Greetings from the town of Hanga Roa, Rapa Nui (aka Easter Island)

Well, this certainly wasn't part of the plan! In fact I'm now on about plan J I reckon, plans A to I having fallen by the wayside, but this is one big vote for maintaining flexibility! If you are sitting comfortably, I will begin - I have been rendered speechless quite a few times in the last week so I've been storing it up: prepare for a long entry!

So, as you may have gathered from the previous entry, I was pretty excited to find a special offer on the flight to EI - there's only one airline (LAN Chile) that goes there, and they are notorious for overbooking the flights. Anyhow, I grabbed the opportunity and was a bundle of nerves until I could get to Santiago and could confirm my place in LANīs office here. It all worked out, thankfully, so after a day rushing about getting US dollars sorted out and getting some clothes washed, I got myself to the airport.

Its hard to describe just how isolated Easter Island is. Its the most remote inhabited place in the world. Basically its nearly 6 hours' flying time from Santiago, almost 2,500 miles west of Chile, and 2,000 miles from Tahiti. There have been all sort of wacky theories about how the island was settled, including UFOs and the like, but basically it is a Polynesian island, part of the huge Pacific area including Hawaii and New Zealand. The islanders themselves call it Rapa Nui, and that is also the name for their language and culture too. EI is also called "Te pito o te henua", which means "the navel of the world" in Rapa Nui, and its kind of fitting.

So what was it like? Well, firstly, it was absolutely beautiful. Not a lush tropical paradise as such (the island was completely deforested during the making of the moai (statues), more of which in a second), although there are two gorgeous white sand beaches, but with a stunning volcanic landscape. Secondly it is absolutely tiny. Really small, something like 60 square miles in total. Only 4,000 people live there, and they all live in the town, Hanga Roa, where I stayed with a lovely lady called Teresa who couldn't have been more helpful and sweet.

And the archaeological history of the place is just fascinating. There are hundreds and hundreds of Moai on the island. I really wasn't prepared for quite how many, but you could stumble upon them at practically every turn. They are all of different sizes and all have slightly different features. Some are standing, having been restored to that position after being topped either by weather or on purpose by warring tribes. The moai stand on ahus (platforms) which were the original burial places of the tribal ancestors. If a person was rich and important enough, a moai was carved for them and put on top of the ahu. Some of them, at a later date, were given pukao (topknots) which are made of reddish stone and look like hats, but really represent the typical hairstlye of the tribes. Most of the moai are situated around the coast, and they all overlook an old village site. They look a little stern, even slightly grumpy, and some are absolutely huge.

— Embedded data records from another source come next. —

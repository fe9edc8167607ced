//! OpenAI-compatible chat completions client with automatic retry for
//! transient errors. Defaults to OpenRouter.

use async_trait::async_trait;
use reqwest::Client;
use serde::{Deserialize, Serialize};
use std::time::{Duration, Instant};

use super::error::LlmError;
use super::{ChatMessage, ChatResponse, LlmClient, TokenUsage, ToolCall, ToolDefinition};

const OPENROUTER_API_URL: &str = "https://openrouter.ai/api/v1/chat/completions";
const MAX_RETRIES: u32 = 3;
const MAX_RETRY_DURATION: Duration = Duration::from_secs(120);

/// Chat completions client with automatic retry for transient errors.
pub struct OpenRouterClient {
    client: Client,
    api_key: String,
    base_url: String,
}

impl OpenRouterClient {
    pub fn new(api_key: String) -> Self {
        Self {
            client: Client::new(),
            api_key,
            base_url: OPENROUTER_API_URL.to_string(),
        }
    }

    /// Point the client at another OpenAI-compatible endpoint.
    pub fn with_base_url(mut self, base_url: impl Into<String>) -> Self {
        self.base_url = base_url.into();
        self
    }

    fn parse_retry_after(headers: &reqwest::header::HeaderMap) -> Option<Duration> {
        headers
            .get("retry-after")
            .and_then(|v| v.to_str().ok())
            .and_then(|s| s.trim().parse::<u64>().ok())
            .map(Duration::from_secs)
    }

    async fn execute_request(&self, request: &CompletionRequest) -> Result<ChatResponse, LlmError> {
        let response = self
            .client
            .post(&self.base_url)
            .header("Authorization", format!("Bearer {}", self.api_key))
            .header("Content-Type", "application/json")
            .header("X-Title", "agentd")
            .json(request)
            .send()
            .await
            .map_err(|e| LlmError::Network(e.to_string()))?;

        let status = response.status();
        let retry_after = Self::parse_retry_after(response.headers());
        let body = response.text().await.unwrap_or_default();

        if !status.is_success() {
            return Err(LlmError::from_status(status.as_u16(), body, retry_after));
        }

        parse_completion(&body)
    }

    async fn execute_with_retry(&self, request: &CompletionRequest) -> anyhow::Result<ChatResponse> {
        let start = Instant::now();
        let mut attempt = 0;

        loop {
            let error = match self.execute_request(request).await {
                Ok(response) => {
                    if attempt > 0 {
                        tracing::info!(
                            "Request succeeded after {} retries (total time: {:?})",
                            attempt,
                            start.elapsed()
                        );
                    }
                    return Ok(response);
                }
                Err(error) => error,
            };

            if !error.is_transient() || attempt >= MAX_RETRIES {
                tracing::error!("Request failed after {} retries: {}", attempt, error);
                return Err(error.into());
            }

            let remaining = MAX_RETRY_DURATION.saturating_sub(start.elapsed());
            let delay = error.retry_delay(attempt).min(remaining);
            if delay.is_zero() {
                tracing::warn!("Retry budget exhausted: {}", error);
                return Err(error.into());
            }

            tracing::warn!(
                "Retry attempt {} failed, retrying in {:?}: {}",
                attempt + 1,
                delay,
                error
            );
            tokio::time::sleep(delay).await;
            attempt += 1;
        }
    }
}

fn parse_completion(body: &str) -> Result<ChatResponse, LlmError> {
    let parsed: CompletionResponse = serde_json::from_str(body)
        .map_err(|e| LlmError::Parse(format!("{}, body: {}", e, body)))?;
    let choice = parsed
        .choices
        .into_iter()
        .next()
        .ok_or_else(|| LlmError::Parse("no choices in response".to_string()))?;

    Ok(ChatResponse {
        content: choice.message.content,
        tool_calls: choice.message.tool_calls.filter(|calls| !calls.is_empty()),
        finish_reason: choice.finish_reason,
        usage: parsed
            .usage
            .map(|u| TokenUsage::new(u.prompt_tokens, u.completion_tokens)),
    })
}

#[async_trait]
impl LlmClient for OpenRouterClient {
    async fn chat_completion(
        &self,
        model: &str,
        messages: &[ChatMessage],
        tools: Option<&[ToolDefinition]>,
    ) -> anyhow::Result<ChatResponse> {
        let tools = tools.filter(|t| !t.is_empty());
        let request = CompletionRequest {
            model: model.to_string(),
            messages: messages.to_vec(),
            tools: tools.map(|t| t.to_vec()),
            tool_choice: tools.map(|_| "auto".to_string()),
        };

        tracing::debug!(model = %model, messages = messages.len(), "Sending chat completion");

        self.execute_with_retry(&request).await
    }
}

#[derive(Debug, Serialize)]
struct CompletionRequest {
    model: String,
    messages: Vec<ChatMessage>,
    #[serde(skip_serializing_if = "Option::is_none")]
    tools: Option<Vec<ToolDefinition>>,
    #[serde(skip_serializing_if = "Option::is_none")]
    tool_choice: Option<String>,
}

#[derive(Debug, Deserialize)]
struct CompletionResponse {
    choices: Vec<CompletionChoice>,
    #[serde(default)]
    usage: Option<CompletionUsage>,
}

#[derive(Debug, Deserialize)]
struct CompletionChoice {
    message: CompletionMessage,
    finish_reason: Option<String>,
}

#[derive(Debug, Deserialize)]
struct CompletionMessage {
    content: Option<String>,
    tool_calls: Option<Vec<ToolCall>>,
}

#[derive(Debug, Deserialize)]
struct CompletionUsage {
    prompt_tokens: u64,
    completion_tokens: u64,
}

#[cfg(test)]
mod tests {
    use super::*;

    #[test]
    fn test_parse_tool_call_response() {
        let body = serde_json::json!({
            "model": "test/model",
            "choices": [{
                "message": {
                    "content": null,
                    "tool_calls": [{
                        "id": "call_1",
                        "type": "function",
                        "function": {"name": "search", "arguments": "{\"q\":\"rust\"}"}
                    }]
                },
                "finish_reason": "tool_calls"
            }],
            "usage": {"prompt_tokens": 12, "completion_tokens": 3, "total_tokens": 15}
        });
        let response = parse_completion(&body.to_string()).expect("parse");
        assert_eq!(response.usage.expect("usage").total_tokens, 15);
        assert_eq!(response.finish_reason.as_deref(), Some("tool_calls"));
        let calls = response.tool_calls.expect("tool calls");
        assert_eq!(calls[0].function.name, "search");
    }

    #[test]
    fn test_empty_choices_is_parse_error() {
        let err = parse_completion(r#"{"choices": []}"#).expect_err("no choices");
        assert!(matches!(err, LlmError::Parse(_)));
        assert!(!err.is_transient());
    }

    #[test]
    fn test_request_omits_empty_tools() {
        let request = CompletionRequest {
            model: "m".to_string(),
            messages: vec![ChatMessage::new(super::super::Role::User, "hi")],
            tools: None,
            tool_choice: None,
        };
        let json = serde_json::to_value(&request).expect("serialize");
        assert!(json.get("tools").is_none());
        assert!(json.get("tool_choice").is_none());
    }
}
//! Capped exponential backoff with jitter.

use std::time::Duration;

use rand::Rng;

#[derive(Debug, Clone, Copy, PartialEq, Eq)]
pub struct Backoff {
    pub base: Duration,
    pub max: Duration,
}

impl Backoff {
    pub const fn new(base: Duration, max: Duration) -> Self {
        Self { base, max }
    }

    /// Delay before retry number `attempt` (0-based): `base * 2^attempt`
    /// plus up to 25% jitter, never above `max`.
    pub fn delay(&self, attempt: u32) -> Duration {
        let exp = self.raw(attempt);
        let jitter_range = exp.as_millis() as u64 / 4;
        let jitter = if jitter_range > 0 {
            rand::thread_rng().gen_range(0..=jitter_range)
        } else {
            0
        };
        (exp + Duration::from_millis(jitter)).min(self.max)
    }

    fn raw(&self, attempt: u32) -> Duration {
        let multiplier = 2u32.saturating_pow(attempt.min(20));
        self.base.saturating_mul(multiplier).min(self.max)
    }
}
//! Execution queue: admission, worker slots, timeouts and shutdown.
//!
//! `enqueue` allocates the run identity and persists the `queued` record
//! before returning; everything after that happens on a tracked task. Nested
//! runs started by delegation tools run inside their parent's slot.

use std::collections::HashMap;
use std::sync::atomic::{AtomicBool, AtomicUsize, Ordering};
use std::sync::Arc;
use std::time::{Duration, Instant};

use async_trait::async_trait;
use serde::Serialize;
use tokio::sync::{watch, Mutex, OwnedSemaphorePermit, Semaphore};
use tokio::task::AbortHandle;
use tokio_util::sync::CancellationToken;
use tokio_util::task::TaskTracker;
use tracing::{debug, info, warn};

use crate::agents::{ChildRunRequest, DelegationLauncher, ExecutionEngine, RunInvocation};
use crate::catalog::{AgentDefinition, AgentRef, Catalog};
use crate::config::QueueConfig;
use crate::error::{OrchestrationError, Result};
use crate::run::{Run, RunId, RunRequest, RunSource, RunStore, StatusUpdate};

/// Time allowed for aborted tasks to unwind after the grace period.
const ABORT_SETTLE: Duration = Duration::from_millis(250);

/// Anything that accepts run requests (the queue, or a test double).
#[async_trait]
pub trait RunSubmitter: Send + Sync {
    async fn submit(&self, request: RunRequest) -> Result<RunId>;
}

#[derive(Debug, Clone, Serialize)]
pub struct QueueStatus {
    pub workers: usize,
    pub available_slots: usize,
    /// Runs currently executing, nested runs included
    pub in_flight: usize,
    /// Runs waiting for a slot
    pub pending: usize,
    pub accepting: bool,
}

#[derive(Debug, Clone, Serialize)]
pub struct ShutdownReport {
    /// Every run finished within the grace period
    pub drained: bool,
    /// Runs force-cancelled after the grace period
    pub cancelled: Vec<RunId>,
    pub elapsed: Duration,
}

struct ActiveRun {
    cancel: CancellationToken,
    done: watch::Sender<bool>,
    abort: Option<AbortHandle>,
    started: bool,
}

struct QueueInner {
    engine: Arc<ExecutionEngine>,
    catalog: Arc<dyn Catalog>,
    store: Arc<dyn RunStore>,
    config: QueueConfig,
    slots: Arc<Semaphore>,
    agent_slots: Mutex<HashMap<AgentRef, Arc<Semaphore>>>,
    active: Mutex<HashMap<RunId, ActiveRun>>,
    pending: AtomicUsize,
    accepting: AtomicBool,
    tracker: TaskTracker,
}

/// Bounded, cancellable run queue.
#[derive(Clone)]
pub struct ExecutionQueue {
    inner: Arc<QueueInner>,
}

type Permits = (Option<OwnedSemaphorePermit>, OwnedSemaphorePermit);

impl ExecutionQueue {
    pub fn new(
        engine: Arc<ExecutionEngine>,
        catalog: Arc<dyn Catalog>,
        config: QueueConfig,
    ) -> Self {
        let store = Arc::clone(engine.store());
        Self {
            inner: Arc::new(QueueInner {
                engine,
                catalog,
                store,
                slots: Arc::new(Semaphore::new(config.workers.max(1))),
                config,
                agent_slots: Mutex::new(HashMap::new()),
                active: Mutex::new(HashMap::new()),
                pending: AtomicUsize::new(0),
                accepting: AtomicBool::new(true),
                tracker: TaskTracker::new(),
            }),
        }
    }

    fn agent_definition(&self, agent: &AgentRef) -> Result<AgentDefinition> {
        self.inner
            .catalog
            .agent(&agent.environment, &agent.agent)
            .ok_or_else(|| {
                OrchestrationError::ConfigurationError(format!("unknown agent '{}'", agent))
            })
    }

    /// Accept a run and return its identity; execution continues in the background.
    pub async fn enqueue(&self, request: RunRequest) -> Result<RunId> {
        let inner = &self.inner;
        if !inner.accepting.load(Ordering::SeqCst) {
            return Err(OrchestrationError::ShuttingDown);
        }
        let agent = self.agent_definition(&request.agent)?;

        let capacity = inner.config.capacity;
        if inner.pending.fetch_add(1, Ordering::SeqCst) >= capacity {
            inner.pending.fetch_sub(1, Ordering::SeqCst);
            return Err(OrchestrationError::QueueFull(capacity));
        }

        let run_id = RunId::new();
        if let Err(e) = inner.store.save_run(&Run::queued(run_id, &request)).await {
            inner.pending.fetch_sub(1, Ordering::SeqCst);
            return Err(OrchestrationError::Persistence(e));
        }
        info!(run_id = %run_id, agent = %request.agent, source = ?request.source, "Run enqueued");

        let invocation =
            RunInvocation::new(run_id, agent, request.input).with_variables(request.variables);
        self.spawn(invocation, false).await;
        Ok(run_id)
    }

    async fn spawn(&self, invocation: RunInvocation, nested: bool) {
        let run_id = invocation.run_id();
        let (done, _) = watch::channel(false);
        let mut active = self.inner.active.lock().await;
        active.insert(
            run_id,
            ActiveRun {
                cancel: invocation.cancel().clone(),
                done,
                abort: None,
                started: nested,
            },
        );

        let queue = self.clone();
        let handle = self
            .inner
            .tracker
            .spawn(async move { queue.dispatch(invocation, nested).await });
        // Still locked, so the task cannot have removed its entry yet.
        if let Some(entry) = active.get_mut(&run_id) {
            entry.abort = Some(handle.abort_handle());
        }
    }

    async fn acquire(&self, agent: &AgentRef) -> Option<Permits> {
        let agent_permit = match self.inner.config.max_per_agent {
            Some(limit) => {
                let semaphore = {
                    let mut slots = self.inner.agent_slots.lock().await;
                    Arc::clone(
                        slots
                            .entry(agent.clone())
                            .or_insert_with(|| Arc::new(Semaphore::new(limit.max(1)))),
                    )
                };
                Some(semaphore.acquire_owned().await.ok()?)
            }
            None => None,
        };
        let slot = Arc::clone(&self.inner.slots).acquire_owned().await.ok()?;
        Some((agent_permit, slot))
    }

    async fn dispatch(self, invocation: RunInvocation, nested: bool) {
        let run_id = invocation.run_id();
        let cancel = invocation.cancel().clone();
        let store = Arc::clone(&self.inner.store);

        let _permits = if nested {
            None
        } else {
            let agent = invocation.agent().agent_ref();
            let acquired = tokio::select! {
                biased;
                _ = cancel.cancelled() => None,
                permits = self.acquire(&agent) => permits,
            };
            self.inner.pending.fetch_sub(1, Ordering::SeqCst);
            match acquired {
                Some(permits) => Some(permits),
                None => {
                    info!(run_id = %run_id, "Run cancelled before start");
                    let update = StatusUpdate::from_error(&OrchestrationError::Cancelled);
                    if let Err(e) = store.update_run_status(run_id, update).await {
                        warn!(run_id = %run_id, error = %e, "Failed to record cancellation");
                    }
                    self.finish(run_id).await;
                    return;
                }
            }
        };

        if let Some(entry) = self.inner.active.lock().await.get_mut(&run_id) {
            entry.started = true;
        }

        let launcher: Arc<dyn DelegationLauncher> = Arc::new(self.clone());
        let limit = self.inner.config.run_timeout;
        match tokio::time::timeout(limit, self.inner.engine.run(invocation, launcher)).await {
            Ok(Ok(outcome)) => {
                debug!(run_id = %run_id, steps = outcome.steps.len(), "Dispatch finished");
            }
            Ok(Err(e)) => {
                debug!(run_id = %run_id, error = %e, "Dispatch finished with error");
            }
            Err(_) => {
                warn!(run_id = %run_id, timeout = ?limit, "Run timed out");
                cancel.cancel();
                let update = StatusUpdate::from_error(&OrchestrationError::Timeout(limit));
                if let Err(e) = store.update_run_status(run_id, update).await {
                    warn!(run_id = %run_id, error = %e, "Failed to record timeout");
                }
            }
        }
        self.finish(run_id).await;
    }

    async fn finish(&self, run_id: RunId) {
        if let Some(entry) = self.inner.active.lock().await.remove(&run_id) {
            entry.done.send_replace(true);
        }
    }

    /// Request cancellation. Returns `false` if the run already finished.
    pub async fn cancel(&self, run_id: RunId) -> Result<bool> {
        let run = self.get_run(run_id).await?;
        if run.status.is_terminal() {
            return Ok(false);
        }
        let token = self
            .inner
            .active
            .lock()
            .await
            .get(&run_id)
            .map(|entry| entry.cancel.clone());
        match token {
            Some(token) => {
                info!(run_id = %run_id, "Cancelling run");
                token.cancel();
                Ok(true)
            }
            None => Ok(false),
        }
    }

    pub async fn get_run(&self, run_id: RunId) -> Result<Run> {
        self.inner
            .store
            .get_run(run_id)
            .await
            .map_err(OrchestrationError::Persistence)?
            .ok_or_else(|| OrchestrationError::UnknownRun(run_id.to_string()))
    }

    /// Wait until the run is terminal and return it.
    pub async fn wait(&self, run_id: RunId) -> Result<Run> {
        let receiver = self
            .inner
            .active
            .lock()
            .await
            .get(&run_id)
            .map(|entry| entry.done.subscribe());
        if let Some(mut receiver) = receiver {
            while !*receiver.borrow_and_update() {
                if receiver.changed().await.is_err() {
                    break;
                }
            }
        }
        self.get_run(run_id).await
    }

    pub async fn list_runs(&self, limit: usize, offset: usize) -> Result<Vec<Run>> {
        self.inner
            .store
            .list_runs(limit, offset)
            .await
            .map_err(OrchestrationError::Persistence)
    }

    pub async fn list_children(&self, parent: RunId) -> Result<Vec<Run>> {
        self.inner
            .store
            .list_children(parent)
            .await
            .map_err(OrchestrationError::Persistence)
    }

    pub async fn status(&self) -> QueueStatus {
        let in_flight = self
            .inner
            .active
            .lock()
            .await
            .values()
            .filter(|entry| entry.started)
            .count();
        QueueStatus {
            workers: self.inner.config.workers,
            available_slots: self.inner.slots.available_permits(),
            in_flight,
            pending: self.inner.pending.load(Ordering::SeqCst),
            accepting: self.inner.accepting.load(Ordering::SeqCst),
        }
    }

    /// Stop accepting work, give in-flight runs `grace` to finish, then
    /// cancel and abort whatever is left.
    pub async fn shutdown(&self, grace: Duration) -> ShutdownReport {
        let started = Instant::now();
        self.inner.accepting.store(false, Ordering::SeqCst);
        self.inner.tracker.close();

        {
            let active = self.inner.active.lock().await;
            for entry in active.values().filter(|entry| !entry.started) {
                entry.cancel.cancel();
            }
            info!(active = active.len(), grace = ?grace, "Shutting down execution queue");
        }

        let drained = tokio::time::timeout(grace, self.inner.tracker.wait())
            .await
            .is_ok();

        let mut cancelled = Vec::new();
        if !drained {
            let remaining: Vec<(RunId, ActiveRun)> =
                self.inner.active.lock().await.drain().collect();
            for (run_id, entry) in remaining {
                if let Some(abort) = &entry.abort {
                    abort.abort();
                }
                entry.cancel.cancel();
                let update = StatusUpdate::from_error(&OrchestrationError::Cancelled);
                match self.inner.store.update_run_status(run_id, update).await {
                    Ok(true) => cancelled.push(run_id),
                    Ok(false) => {}
                    Err(e) => warn!(run_id = %run_id, error = %e, "Failed to record cancellation"),
                }
                entry.done.send_replace(true);
            }
            let _ = tokio::time::timeout(ABORT_SETTLE, self.inner.tracker.wait()).await;
            warn!(cancelled = cancelled.len(), "Grace period expired, runs cancelled");
        }

        ShutdownReport {
            drained,
            cancelled,
            elapsed: started.elapsed(),
        }
    }
}

#[async_trait]
impl RunSubmitter for ExecutionQueue {
    async fn submit(&self, request: RunRequest) -> Result<RunId> {
        self.enqueue(request).await
    }
}

#[async_trait]
impl DelegationLauncher for ExecutionQueue {
    async fn run_child(&self, request: ChildRunRequest) -> Result<Run> {
        let agent = self.agent_definition(&request.agent)?;
        let run_id = RunId::new();
        let run = Run::queued(
            run_id,
            &RunRequest::new(request.agent.clone(), request.task.clone())
                .with_source(RunSource::Delegation),
        )
        .with_parent(request.parent_run_id, request.chain.depth());
        self.inner
            .store
            .save_run(&run)
            .await
            .map_err(OrchestrationError::Persistence)?;
        info!(
            run_id = %run_id,
            parent_run_id = %request.parent_run_id,
            agent = %request.agent,
            depth = request.chain.depth(),
            "Nested run enqueued"
        );

        let invocation = RunInvocation::new(run_id, agent, request.task)
            .with_chain(request.chain)
            .with_cancel(request.cancel);
        self.spawn(invocation, true).await;
        self.wait(run_id).await
    }
}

One of the most fascinating places was the volcano called Rano Raraku which was the quarry of the moai. From here, all the moai were carved out from the rock and brought many kilometers to the coastal sites. There are lots of theories about how they were moved, but probably involving a system rolling logs, hence the current lack of trees. On the volcano, some moai are partially carved, and lots of heads and fragments are scattered all over the place. I'll put some pictures up asap, so you can see just how many.

Another amazing site was a line of 15 moai, restored to their upright position by a Japanese company after a moai (now called the travelling moai) which was lent to Japan for an exhibition. The scale of this site is amazing, and the surreal blue of the Pacific crashes in the background. I rented a jeep from Teresa's daughter and came here on the last day to see the sun rise behind the moai which was amazing. There was no-one else there apart from me and a few horses, scratching themselves happily on a line of topknots which was lying nearby!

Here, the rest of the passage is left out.